Los Herederos
E’ stato presentato in concorso nella sezione Orizzonti della 65ma Mostra Internazionale d'Arte Cinematografica di Venezia, il documentario messicano "Los Herederos" del regista Eugenio Polgovsky.
E’ un film che parla di bambini, ma del mondo dell’infanzia c’è ben poco. La pellicola si apre su sfondo nero con in sottofondo una dolce ninna nanna, ma solo questa, e una vecchia bambola abbandonata in un cortile, ci ricordano che stiamo osserviando la quotidianità di tanti bambini in Messico e nel Sud del mondo.

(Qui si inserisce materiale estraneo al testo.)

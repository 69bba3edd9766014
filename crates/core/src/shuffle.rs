//! Shuffle module - random scrambles
//!
//! A scramble is a list of random quarter turns drawn from the cube's move
//! list. Face turns only by default; inner slices can be mixed in. A move is
//! never drawn twice in a row.
//!
//! Scrambles can run all at once ([`Cube::shuffle`]) or one move at a time
//! ([`Cube::begin_shuffle`] then [`Cube::step_shuffle`]), which lets a
//! renderer animate each turn. Input is locked while a scramble is playing.

use std::collections::VecDeque;

use log::info;

use crate::cube::{Cube, CubeError, Phase};
use crate::rng::SimpleRng;
use crate::taxonomy::MoveTaxonomy;
use crate::types::{CubeEvent, Move, DEFAULT_SHUFFLE_MOVES};

/// Scramble settings
#[derive(Debug, Clone, Copy, PartialEq, Eq)]
pub struct ShuffleConfig {
    /// Number of quarter turns
    pub moves: usize,
    /// Draw inner slice turns too
    pub include_slices: bool,
}

impl ShuffleConfig {
    pub fn with_moves(moves: usize) -> Self {
        Self {
            moves,
            ..Self::default()
        }
    }
}

impl Default for ShuffleConfig {
    fn default() -> Self {
        Self {
            moves: DEFAULT_SHUFFLE_MOVES,
            include_slices: false,
        }
    }
}

/// Draw a scramble without applying it
///
/// # Examples
///
/// ```
/// use cubesim_core::{generate_shuffle, MoveTaxonomy, ShuffleConfig, SimpleRng};
///
/// let taxonomy = MoveTaxonomy::new(3);
/// let moves = generate_shuffle(&taxonomy, &mut SimpleRng::new(1), &ShuffleConfig::default());
/// assert_eq!(moves.len(), 40);
/// assert!(moves.windows(2).all(|w| w[0] != w[1]));
/// ```
pub fn generate_shuffle(
    taxonomy: &MoveTaxonomy,
    rng: &mut SimpleRng,
    config: &ShuffleConfig,
) -> Vec<Move> {
    let alphabet = if config.include_slices {
        taxonomy.moves()
    } else {
        taxonomy.outer_moves()
    };

    let mut moves: Vec<Move> = Vec::with_capacity(config.moves);
    while moves.len() < config.moves {
        let Some(&mv) = rng.choose(&alphabet) else {
            break;
        };
        if moves.last() == Some(&mv) {
            continue;
        }
        moves.push(mv);
    }
    moves
}

impl Cube {
    /// Scramble with `count` face turns, played out immediately.
    ///
    /// Returns the moves applied. Any in-progress turn animation is dropped.
    pub fn shuffle(&mut self, rng: &mut SimpleRng, count: usize) -> Vec<Move> {
        self.shuffle_with(rng, &ShuffleConfig::with_moves(count))
    }

    pub fn shuffle_with(&mut self, rng: &mut SimpleRng, config: &ShuffleConfig) -> Vec<Move> {
        self.phase = Phase::Idle;
        let moves = self.start_shuffle(rng, config);
        while self.step_shuffle().is_some() {}
        moves
    }

    /// Queue a scramble to be played with [`Cube::step_shuffle`]
    pub fn begin_shuffle(
        &mut self,
        rng: &mut SimpleRng,
        config: &ShuffleConfig,
    ) -> Result<Vec<Move>, CubeError> {
        if !self.is_idle() {
            return Err(CubeError::Busy);
        }
        Ok(self.start_shuffle(rng, config))
    }

    /// Apply the next queued scramble move.
    ///
    /// Returns `None` when no scramble is playing. After the last move the
    /// cube returns to idle and is marked as scrambled.
    pub fn step_shuffle(&mut self) -> Option<Move> {
        let Phase::Shuffling(queue) = &mut self.phase else {
            return None;
        };
        let next = queue.pop_front();

        if let Some(mv) = next {
            self.apply_move(mv);
        }
        if matches!(&self.phase, Phase::Shuffling(queue) if queue.is_empty()) {
            self.finish_shuffle();
        }
        next
    }

    fn start_shuffle(&mut self, rng: &mut SimpleRng, config: &ShuffleConfig) -> Vec<Move> {
        let moves = generate_shuffle(&self.taxonomy, rng, config);
        info!(
            "shuffling {}x{}x{} cube with {} moves",
            self.dimension,
            self.dimension,
            self.dimension,
            moves.len()
        );

        self.last_shuffle = moves.clone();
        self.phase = Phase::Shuffling(moves.iter().copied().collect::<VecDeque<_>>());
        if moves.is_empty() {
            self.finish_shuffle();
        }
        moves
    }

    fn finish_shuffle(&mut self) {
        self.phase = Phase::Idle;
        self.shuffled = true;
        self.moves_since_shuffle = 0;
        self.last_event = Some(CubeEvent::Shuffled {
            moves: self.last_shuffle.len(),
        });
    }
}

E il documentario vuole proprio essere una denuncia delle condizioni di vita di tali bambini, costretti sin da piccolissimi a lavorare nella piantagioni o nei campi per contribuire alla sopravvivenza della loro famiglia. Ci mostra una vita dove la scuola è bandita, senza speranza di cambiamento, e tale tragica condizione è l’unica eredità che i bambini possono, in realtà, ricevere dai loro genitori.
Ogni famiglia è una piccola società, all’interno della quale tutti, nessuno escluso e a prescindere dall’età, ha il proprio importante ruolo: dal bimbo più piccolo, che si occupa di pulire il cortile e portare l’acqua dal canale a casa, alla bimba che aiuta nella tessitura dei tappeti, a quella che aiuta a cucinare e bada ai più piccoli, ai bimbi che lavorano giorno dopo giorno nei campi sotto il sole, al bimbo che mette a frutto il dono di saper intagliare benissimo il legno per creare dei bellissimi e variopinti animali. Non c’è nella loro vita quotidiana, già così riempita dalla miseria e dal dovere, spazio per il dolore (se ci si fa male non c’è tempo per piangere, si sistema la ferita con del nastro adesivo e si continua a lavorare) o per il gioco. Solo di tanto in tanto il silenzio, che accompagna i bimbi concentrati nel lavoro, viene interrotto dalla musica festante di una banda o dal canto ironico degli stessi bimbi, brevi ricordi dell’infanzia ormai dimenticata. E solo alla sera, dopo il lavoro, dopo il dovere, per poco i bimbi tornano tali, per giocare davanti al fuoco.
Il regista si è già distinto con le sue opere, sia come regista che come produttore. In particolare il suo "Tropico de cancer" è stato premiato nel 2004 come migliore opera prima al Mexico City International Contemporary Film Festival e agli Ariel Awards.
Polgovsky riprende e sviluppa in "Los Herederos" il tema già trattato in "Tropico de cancer", ossia una riflessione sulle famiglie messicane che vivono in modo quasi primitivo. Per tutta la pellicola si limita ad offrirci una "finestra" sulla vita di tali famiglie, senza nessuna interazione con loro o alcuna contaminazione registica, alla ricerca del massimo realismo.
Magistrali le ultime scene, i lunghi primi piani maschili e femminili, che inquadrano i protagonisti in un crescendo di età. Sono i loro occhi a parlare, tristi, malinconici e rassegnati, e i loro volti, tutti con la stessa espressione mai rallegrata da un sorriso.
Riflettono l’accettazione per la loro immutevole sorte. Nulla è cambiato, le generazioni si susseguono ma nulla cambierà. Conoscono già il loro destino.

La frase: "Che non si svegli, il mio bambino...".